- _TASK BRIEF_: Your task is to find every line of the data that holds the string "debug" and copy it.

BEGIN DATA RECORDS

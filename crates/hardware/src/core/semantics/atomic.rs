//! Atomic memory operations (RV64A).
//!
//! All three shapes are generic over [`OperandWidth`], so `.w` and `.d`
//! forms share one implementation. AMOs are additionally parameterized by
//! their `funct5` selector.
//!
//! The effective address is `rs1` with no offset and must be aligned to the
//! access width. A misaligned address traps before memory is touched:
//! `LoadAddressMisaligned` for LR, `StoreAddressMisaligned` for SC and AMOs.
//! The `aq`/`rl` bits need no action on a single in-order hart.

use tracing::debug;

use super::next_pc;
use crate::common::{AccessType, Trap};
use crate::core::Cpu;
use crate::core::units::alu::OperandWidth;
use crate::core::units::lsu::{AtomicOp, atomic_alu};
use crate::isa::instruction::Instruction;

/// `lr.{w,d} rd, (rs1)`: load and place a reservation.
///
/// The encoding requires `rs2 == 0`; anything else is illegal.
pub fn lr<W: OperandWidth>(cpu: &mut Cpu, inst: Instruction) -> Result<u64, Trap> {
    if inst.rs2() != 0 {
        return Err(Trap::IllegalInstruction(inst.raw()));
    }
    let addr = cpu.regs.read(inst.rs1());
    if !W::MEM.is_aligned(addr) {
        return Err(Trap::LoadAddressMisaligned(addr));
    }
    let value = cpu.load(addr, W::MEM)?;
    cpu.reservations.reserve(addr, W::MEM);
    cpu.regs.write(inst.rd(), W::sext(value));
    Ok(next_pc(cpu, inst))
}

/// `sc.{w,d} rd, rs2, (rs1)`: store if reserved.
///
/// If the hart's reservation matches the address and width, the store
/// happens and `rd = 0`; otherwise memory is untouched and `rd = 1`. The
/// reservation is released in both cases.
pub fn sc<W: OperandWidth>(cpu: &mut Cpu, inst: Instruction) -> Result<u64, Trap> {
    let addr = cpu.regs.read(inst.rs1());
    if !W::MEM.is_aligned(addr) {
        return Err(Trap::StoreAddressMisaligned(addr));
    }
    let value = cpu.regs.read(inst.rs2());
    let success = cpu.reservations.take(addr, W::MEM);
    if success {
        cpu.store(addr, value, W::MEM)?;
    }
    cpu.stats.record_sc(success);
    cpu.regs.write(inst.rd(), u64::from(!success));
    Ok(next_pc(cpu, inst))
}

/// `amo<op>.{w,d} rd, rs2, (rs1)`: indivisible read-modify-write.
///
/// Memory receives `op(old, rs2)` and `rd` receives `old`, sign-extended
/// from the operand width. Access faults on either half are reported as
/// store/AMO faults.
pub fn amo<W: OperandWidth, const FUNCT5: u32>(
    cpu: &mut Cpu,
    inst: Instruction,
) -> Result<u64, Trap> {
    let op = AtomicOp::from_funct5(FUNCT5).ok_or(Trap::IllegalInstruction(inst.raw()))?;
    let addr = cpu.regs.read(inst.rs1());
    if !W::MEM.is_aligned(addr) {
        return Err(Trap::StoreAddressMisaligned(addr));
    }
    let operand = cpu.regs.read(inst.rs2());
    let old = cpu.access_load(addr, W::MEM, AccessType::Write)?;
    let new = atomic_alu::<W>(op, old, operand);
    cpu.store(addr, new, W::MEM)?;
    debug!(?op, "amo at {addr:#x}: {old:#x} -> {new:#x}");
    cpu.regs.write(inst.rd(), W::sext(old));
    Ok(next_pc(cpu, inst))
}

END DATA RECORDS

- _ANSWER TO THE PROBLEM_:
use tracing::debug;
    debug!(?op, "amo at {addr:#x}: {old:#x} -> {new:#x}");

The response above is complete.